All these steps in my breakdown return from time to time and raise questions of motive, justification, and responsibility. I wonder about proper verb choice for telling this story. I got depressed. I was overcome with depression. Depression took hold of me. I gave in. I gave up. I quit. In nearly synonymous statements, different levels of activity and passivity nuance my responsibility for the pain my wife felt that week. I do not know which is most appropriate, or even if it is possible to capture these events with a single verb conjugated in a single tense. Perhaps the truth lies in a hypotactic structure that properly combines and subordinates the light and shadow of the varying tints of blame. Or perhaps searching complexity here will only set off a confused, nightmare strobe light hell.

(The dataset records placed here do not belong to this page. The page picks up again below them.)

#[cfg(test)]
mod tests {
    use std::env;
    use std::fs;
    use std::io;
    use std::path::PathBuf;
    use std::sync::{Mutex, OnceLock};

    use rust_decimal::Decimal;
    use tempfile::TempDir;

    use super::{AppConfig, ConfigError, ConfigOverrides, LoadOptions, LogFormat};

    static ENV_LOCK: OnceLock<Mutex<()>> = OnceLock::new();

    fn env_lock() -> &'static Mutex<()> {
        ENV_LOCK.get_or_init(|| Mutex::new(()))
    }

    fn clear_vars(vars: &[&str]) {
        for var in vars {
            env::remove_var(var);
        }
    }

    fn ensure(condition: bool, message: &'static str) -> Result<(), String> {
        if condition {
            Ok(())
        } else {
            Err(message.to_string())
        }
    }

    #[test]
    fn defaults_are_valid_without_a_file() -> Result<(), String> {
        let _guard = env_lock().lock().map_err(|_| "env lock is poisoned".to_string())?;

        let config = AppConfig::load(LoadOptions::default())
            .map_err(|err| format!("config load failed: {err}"))?;

        ensure(config.proposal.currency == "AED", "default currency should be AED")?;
        ensure(config.proposal.vat_rate == Decimal::new(5, 2), "default VAT should be 5%")?;
        ensure(
            config.proposal.premium_series == "The Landmark Series",
            "default premium series should be set",
        )?;
        ensure(config.conversion.max_concurrent >= 2, "conversion gate should scale with cores")?;
        ensure(
            matches!(config.logging.format, LogFormat::Compact),
            "default logging format should be compact",
        )
    }

    #[test]
    fn file_load_supports_env_interpolation() -> Result<(), String> {
        let _guard = env_lock().lock().map_err(|_| "env lock is poisoned".to_string())?;

        env::set_var("TEST_DECKYARD_ASSETS", "/srv/decks");

        let result = (|| -> Result<(), String> {
            let dir = TempDir::new().map_err(|err: io::Error| err.to_string())?;
            let path = dir.path().join("deckyard.toml");
            fs::write(
                &path,
                r#"
[storage]
root = "${TEST_DECKYARD_ASSETS}/templates"

[proposal]
vat_rate = 0.05
municipality_fee = 600
company_scopes = ["backlite_dubai", "backlite_uk"]
"#,
            )
            .map_err(|err| err.to_string())?;

            let config =
                AppConfig::load(LoadOptions { config_path: Some(path), ..LoadOptions::default() })
                    .map_err(|err| format!("config load failed: {err}"))?;

            ensure(
                config.storage.root == PathBuf::from("/srv/decks/templates"),
                "storage root should be interpolated from environment",
            )?;
            ensure(
                config.proposal.municipality_fee == Decimal::new(600, 0),
                "municipality fee should be read from file",
            )?;
            ensure(
                config.proposal.company_scopes.len() == 2,
                "company scopes should be read from file",
            )?;
            Ok(())
        })();

        clear_vars(&["TEST_DECKYARD_ASSETS"]);
        result
    }

    #[test]
    fn logging_env_aliases_are_supported() -> Result<(), String> {
        let _guard = env_lock().lock().map_err(|_| "env lock is poisoned".to_string())?;

        env::set_var("DECKYARD_LOG_LEVEL", "warn");
        env::set_var("DECKYARD_LOG_FORMAT", "pretty");

        let result = (|| -> Result<(), String> {
            let config = AppConfig::load(LoadOptions::default())
                .map_err(|err| format!("config load failed: {err}"))?;

            ensure(config.logging.level == "warn", "warning log level should be set from env var")?;
            ensure(
                matches!(config.logging.format, LogFormat::Pretty),
                "pretty logging format should be set from env var",
            )?;
            Ok(())
        })();

        clear_vars(&["DECKYARD_LOG_LEVEL", "DECKYARD_LOG_FORMAT"]);
        result
    }

    #[test]
    fn precedence_defaults_file_env_overrides() -> Result<(), String> {
        let _guard = env_lock().lock().map_err(|_| "env lock is poisoned".to_string())?;

        env::set_var("DECKYARD_DATABASE_URL", "sqlite://from-env.db");
        env::set_var("DECKYARD_PROPOSAL_COMPANY_SCOPES", "backlite_dubai, backlite_abudhabi");

        let result = (|| -> Result<(), String> {
            let dir = TempDir::new().map_err(|err: io::Error| err.to_string())?;
            let path = dir.path().join("deckyard.toml");
            fs::write(
                &path,
                r#"
[database]
url = "sqlite://from-file.db"

[conversion]
max_concurrent = 3

[proposal]
company_scopes = ["from_file"]

[logging]
level = "warn"
"#,
            )
            .map_err(|err| err.to_string())?;

            let config = AppConfig::load(LoadOptions {
                config_path: Some(path),
                overrides: ConfigOverrides {
                    database_url: Some("sqlite://from-override.db".to_string()),
                    log_level: Some("debug".to_string()),
                    ..ConfigOverrides::default()
                },
                ..LoadOptions::default()
            })
            .map_err(|err| format!("config load failed: {err}"))?;

            ensure(
                config.database.url == "sqlite://from-override.db",
                "override database url should win",
            )?;
            ensure(config.logging.level == "debug", "overridden log level should be debug")?;
            ensure(config.conversion.max_concurrent == 3, "file value should beat defaults")?;
            ensure(
                config.proposal.company_scopes
                    == vec!["backlite_dubai".to_string(), "backlite_abudhabi".to_string()],
                "env company scopes should win over file",
            )?;
            Ok(())
        })();

        clear_vars(&["DECKYARD_DATABASE_URL", "DECKYARD_PROPOSAL_COMPANY_SCOPES"]);
        result
    }

    #[test]
    fn validation_fails_fast_with_actionable_error() -> Result<(), String> {
        let _guard = env_lock().lock().map_err(|_| "env lock is poisoned".to_string())?;

        env::set_var("DECKYARD_PROPOSAL_VAT_RATE", "5");

        let result = (|| -> Result<(), String> {
            let error = match AppConfig::load(LoadOptions::default()) {
                Ok(_) => {
                    return Err("expected validation failure but config load succeeded".to_string())
                }
                Err(error) => error,
            };
            let has_message = matches!(
                error,
                ConfigError::Validation(ref message) if message.contains("proposal.vat_rate")
            );
            ensure(has_message, "validation failure should mention proposal.vat_rate")
        })();

        clear_vars(&["DECKYARD_PROPOSAL_VAT_RATE"]);
        result
    }

    #[test]
    fn malformed_numeric_env_override_is_rejected() -> Result<(), String> {
        let _guard = env_lock().lock().map_err(|_| "env lock is poisoned".to_string())?;

        env::set_var("DECKYARD_CONVERSION_MAX_CONCURRENT", "many");

        let result = (|| -> Result<(), String> {
            let error = match AppConfig::load(LoadOptions::default()) {
                Ok(_) => return Err("expected env override failure".to_string()),
                Err(error) => error,
            };
            ensure(
                matches!(error, ConfigError::InvalidEnvOverride { ref key, .. } if key == "DECKYARD_CONVERSION_MAX_CONCURRENT"),
                "error should name the offending variable",
            )
        })();

        clear_vars(&["DECKYARD_CONVERSION_MAX_CONCURRENT"]);
        result
    }
}
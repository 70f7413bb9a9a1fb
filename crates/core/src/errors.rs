use serde::{Deserialize, Serialize};
use thiserror::Error;

use crate::document::convert::ConversionError;
use crate::document::DocumentError;
use crate::domain::outcome::ProposalOutcome;
use crate::render::SummaryError;
use crate::store::StoreError;

/// Input problems found before any rendering I/O. Positions are 1-based.
#[derive(Clone, Debug, Error, PartialEq, Eq)]
pub enum ValidationError {
    #[error("no proposals were provided")]
    EmptyRequest,
    #[error("proposal {position}: unknown location `{input}`")]
    UnknownLocation { position: usize, input: String },
    #[error("proposal {position} ({location}): at least one duration is required")]
    MissingDurations { position: usize, location: String },
    #[error(
        "proposal {position} ({location}): {durations} duration(s) but {rates} net rate(s) were provided"
    )]
    MismatchedRates { position: usize, location: String, durations: usize, rates: usize },
    #[error("proposal {position} ({location}): `{value}` is not a valid amount")]
    InvalidAmount { position: usize, location: String, value: String },
    #[error("combined proposals require a combined net rate")]
    MissingCombinedRate,
    #[error("combined net rate `{value}` is not a valid amount")]
    InvalidCombinedRate { value: String },
    #[error("combined proposals require at least two locations unless the only entry is a package")]
    CombinedTooFew,
    #[error("`{location}` is already included in package `{package}`; remove one of them")]
    PackageOverlap { location: String, package: String },
    #[error("proposal {position}: package `{package}` has no renderable networks")]
    EmptyPackage { position: usize, package: String },
    #[error("proposal {position}: catalog lookup failed: {message}")]
    Lookup { position: usize, message: String },
}

#[derive(Clone, Debug, Error, PartialEq, Eq)]
pub enum RenderCause {
    #[error("no template is available")]
    TemplateNotFound,
    #[error("none of the package networks had a template (missing: {})", .missing.join(", "))]
    PackageEmpty { missing: Vec<String> },
    #[error(transparent)]
    Store(#[from] StoreError),
    #[error(transparent)]
    Document(#[from] DocumentError),
    #[error(transparent)]
    Conversion(#[from] ConversionError),
    #[error(transparent)]
    Summary(#[from] SummaryError),
}

/// Failure of one fan-out entry, carrying which location it belongs to.
#[derive(Clone, Debug, Error, PartialEq, Eq)]
#[error("{location}: {cause}")]
pub struct RenderError {
    pub index: usize,
    pub location: String,
    pub cause: RenderCause,
}

impl RenderError {
    pub fn new(index: usize, location: impl Into<String>, cause: impl Into<RenderCause>) -> Self {
        Self { index, location: location.into(), cause: cause.into() }
    }
}

#[derive(Clone, Debug, Error, PartialEq, Eq)]
pub enum ProposalFailure {
    #[error("request failed validation with {} error(s)", .0.len())]
    Validation(Vec<ValidationError>),
    #[error("{} proposal(s) failed to render", .0.len())]
    Render(Vec<RenderError>),
    #[error("document assembly failed: {0}")]
    Assembly(#[from] DocumentError),
    #[error("document conversion failed: {0}")]
    Conversion(#[from] ConversionError),
    #[error("template store failed: {0}")]
    Store(#[from] StoreError),
    #[error("financial summary failed: {0}")]
    Summary(#[from] SummaryError),
    #[error("workspace i/o failed: {0}")]
    Workspace(String),
}

impl ProposalFailure {
    pub fn workspace(error: std::io::Error) -> Self {
        Self::Workspace(error.to_string())
    }

    /// Human-readable messages, one per underlying problem.
    pub fn messages(&self) -> Vec<String> {
        match self {
            Self::Validation(errors) => errors.iter().map(ToString::to_string).collect(),
            Self::Render(errors) => errors.iter().map(ToString::to_string).collect(),
            other => vec![other.to_string()],
        }
    }

    pub fn event_name(&self) -> &'static str {
        match self {
            Self::Validation(_) => "validation",
            Self::Render(_) => "render",
            Self::Assembly(_) => "assembly",
            Self::Conversion(_) => "conversion",
            Self::Store(_) => "store",
            Self::Summary(_) => "summary",
            Self::Workspace(_) => "workspace",
        }
    }
}

/// Serialisable result of one processing call.
#[derive(Clone, Debug, PartialEq, Eq, Serialize, Deserialize)]
pub struct ProposalResponse {
    pub success: bool,
    #[serde(default, skip_serializing_if = "Option::is_none")]
    pub outcome: Option<ProposalOutcome>,
    #[serde(default, skip_serializing_if = "Option::is_none")]
    pub error: Option<String>,
    #[serde(default, skip_serializing_if = "Vec::is_empty")]
    pub errors: Vec<String>,
    #[serde(default, skip_serializing_if = "Option::is_none")]
    pub warning: Option<String>,
}

impl ProposalResponse {
    pub fn from_result(result: Result<ProposalOutcome, ProposalFailure>) -> Self {
        match result {
            Ok(outcome) => Self {
                success: true,
                warning: outcome.warning.clone(),
                outcome: Some(outcome),
                error: None,
                errors: Vec::new(),
            },
            Err(failure) => {
                let mut messages = failure.messages();
                let batched = matches!(failure, ProposalFailure::Validation(_)) || messages.len() > 1;
                if batched {
                    Self { success: false, outcome: None, error: None, errors: messages, warning: None }
                } else {
                    Self {
                        success: false,
                        outcome: None,
                        error: messages.pop(),
                        errors: Vec::new(),
                        warning: None,
                    }
                }
            }
        }
    }
}
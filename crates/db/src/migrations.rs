use sqlx::migrate::{MigrateError, Migrator};

use crate::DbPool;

pub static MIGRATOR: Migrator = sqlx::migrate!("../../migrations");

pub async fn run_pending(pool: &DbPool) -> Result<(), MigrateError> {
    MIGRATOR.run(pool).await
}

Theoretical writings on empathy and depression—and other mental disorders—focus largely on how supportive friends, family, and therapists need to show a suffering person that they understand, at least to some degree, what s/he is experiencing. The general thrust of most empathy writing places the burden of empathy on healthy people. With my ex-wife and me, this sort of writing would say that she needed to work to imagine what depression was like from my perspective. Monumental task that is rarely an intuitive response to the crazy shit people can say and do and think when they are depressed. Imagine. You are a woman, newly married, with a clear idea of where you and your husband are headed in the future. Your dream in life for as long as you can remember has been to have children. After the high of the wedding and the honeymoon season, your husband shows irrational signs of agitation and anger for about a month and then starts swinging between lethargy and panicked desperation. Worried about your husband and whether he will be all right while you’re out of town for a week, you leave to chaperon a school trip. And then while you are away he reaches crisis level and tells you over the phone without being able to really explain why that he’s drinking heavily, stopped going to work, and decided that what he needs to feel better is to buy a plane ticket on a whim to go back to his home town in Alabama. Through the daunting waves of fear and helplessness and confusion and frustration stacked on top of the demands of chaperoning an international field trip, empathy writing calls on you to listen to your husband’s irrational fugue plan and express a compassionate understanding of what he is feeling. Tall fucking order. Empathy in times of crisis can be overwhelmingly difficult.  


Hurt from depression fans out like flaming disease from the person directly affected to the people around who want to help. It’s commonplace to say that depression is contagious, and I’ve seen first hand how friends and family suffer the pain of what their loved ones are going through. Empathy for someone who is depressed is important, but efforts to understand what someone else is going through need to run both ways. Caregivers need to know that someone else understands their struggles and fears and frustrations. Just as we long from the inactive depths of lethargy for the kindly ear of someone who gets it, our wives, friends, husbands, mothers, and fathers need compassion for the difficulties they face living with a body-snatching invader that transforms the person they love into a ghostly stranger. It’s hard to live with depression. And it’s also hard to live with someone who is depressed. The imaginative burden of seeing the world from another’s perspective needs to be shared. If someone suffering from depression can show family and friends that the situation is hard on everyone, we stand a better chance of creating supportive relationships that foster healing.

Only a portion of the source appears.